4. The orifice can be formed into a desired shape depending on the photomask used.

5. Since the self-adhesive property of photoresist is utilized, there is no need to use a separate adhesive, and there is no risk of blocking ink passages such as orifices due to the adhesive flowing in.

6. The alignment accuracy between the head body and the molding orifice is good, and the alignment operation is easy.

7. Since it is not necessary to use an etching solution (strong acids such as hydrofluoric acid), it is advantageous in terms of safety and health.

8. By roughening the surface except for the periphery of the orifice, it is possible to prevent the periphery of the orifice itself from becoming rough in the development process and to prevent the straightness of ejected ink droplets from being impaired.

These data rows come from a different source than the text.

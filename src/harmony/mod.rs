//! Chord derivation, voice-leading checks, suggestions and harmonization

pub mod chords;
pub mod harmonize;
pub mod suggest;
pub mod voice_leading;

pub use chords::{
    apply_modulation, chord_notes, common_progressions, diatonic_triads, ChordProgression, ChordQuality,
    ChordVoicing, Modulation,
};
pub use harmonize::{derive_voices, Harmonization, Harmonizer};
pub use suggest::{suggest_next_chord, ChordSuggester, DiatonicSuggester, NoSuggestions, SuggestionContext, Tension};
pub use voice_leading::{check_voice_leading, RuleSet, VoiceLeadingReport, VoiceLeadingRule};
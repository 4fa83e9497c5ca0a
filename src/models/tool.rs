//! Palette tools
//!
//! The selected palette entry is a closed set of categories; consumers match
//! on [`Tool`] exhaustively instead of inspecting loosely typed values.

use serde::{Deserialize, Serialize};

use super::degree::ScaleDegree;
use super::note::{Accidental, Articulation, Dynamic};
use crate::harmony::chords::ChordQuality;

#[derive(Debug, Clone, Copy, PartialEq, Eq, Hash, Serialize, Deserialize)]
#[serde(rename_all = "lowercase")]
pub enum TempoMarking {
    Largo,
    Adagio,
    Andante,
    Moderato,
    Allegro,
    Presto,
}

impl TempoMarking {
    pub fn label(&self) -> &'static str {
        match self {
            TempoMarking::Largo => "Largo",
            TempoMarking::Adagio => "Adagio",
            TempoMarking::Andante => "Andante",
            TempoMarking::Moderato => "Moderato",
            TempoMarking::Allegro => "Allegro",
            TempoMarking::Presto => "Presto",
        }
    }
}

#[derive(Debug, Clone, Copy, PartialEq, Eq, Hash, Serialize, Deserialize)]
#[serde(rename_all = "camelCase")]
pub enum RepeatCoda {
    RepeatStart,
    RepeatEnd,
    Coda,
    Segno,
}

impl RepeatCoda {
    pub fn symbol(&self) -> &'static str {
        match self {
            RepeatCoda::RepeatStart => "||:",
            RepeatCoda::RepeatEnd => ":||",
            RepeatCoda::Coda => "𝄌",
            RepeatCoda::Segno => "𝄋",
        }
    }
}

/// A palette selection, serialized as `{ "kind": ..., "value": ... }`
#[derive(Debug, Clone, Copy, PartialEq, Eq, Hash, Serialize, Deserialize)]
#[serde(tag = "kind", content = "value", rename_all = "camelCase")]
pub enum Tool {
    Note(ScaleDegree),
    Accidental(Accidental),
    Dynamic(Dynamic),
    Articulation(Articulation),
    Tempo(TempoMarking),
    RepeatCoda(RepeatCoda),
    ChordRoot(ScaleDegree),
    ChordType(ChordQuality),
}

impl Tool {
    /// Tools that act on a single note slot rather than a segment
    pub fn targets_note(&self) -> bool {
        match self {
            Tool::Note(_) | Tool::Accidental(_) | Tool::Articulation(_) => true,
            Tool::Dynamic(_)
            | Tool::Tempo(_)
            | Tool::RepeatCoda(_)
            | Tool::ChordRoot(_)
            | Tool::ChordType(_) => false,
        }
    }
}

#[cfg(test)]
mod tests {
    use super::*;

    #[test]
    fn test_tool_json_is_tagged() {
        let tool = Tool::Accidental(Accidental::Flat);
        let value = serde_json::to_value(tool).unwrap();
        assert_eq!(value["kind"], "accidental");
        assert_eq!(value["value"], "flat");

        let parsed: Tool = serde_json::from_str(r#"{"kind":"repeatCoda","value":"segno"}"#).unwrap();
        assert_eq!(parsed, Tool::RepeatCoda(RepeatCoda::Segno));
    }

    #[test]
    fn test_targets_note() {
        assert!(Tool::Note(ScaleDegree::Do).targets_note());
        assert!(!Tool::ChordType(ChordQuality::Minor).targets_note());
        assert!(!Tool::Dynamic(Dynamic::Ff).targets_note());
    }
}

Many things can be listed.

[Brief explanation of drawings]

1 to 5 are explanatory diagrams of embodiments of the present invention. In the figure, 4 is the inkjet head body, 5
-1, 5-2 is an orifice, 6 is a dry film photoresist, 6H is a cured photoresist film,
8-1 and 8-2 are through holes, and 11-1 and 11-2 are orifice peripheral parts.

Claims (1)

[Scope of Claims] 1. A head body having an ink passage; and an orifice plate communicating with the ink passage and having an orifice for discharging ink, the orifice plate being joined to the head body; In the ink jet head, the orifice plate includes a mask having a pattern of a non-transmissive part in the orifice portion and a pattern of a combination of a transmissive part and a non-transmissive part in an area other than the periphery of the orifice. By irradiating the surface of the photosensitive resin material with light through the photosensitive resin material, a cured region and an uncured region are formed on the surface, and the orifice of the surface is dissolved and removed. An inkjet head characterized by being formed by roughening the area except for the periphery of the inkjet head.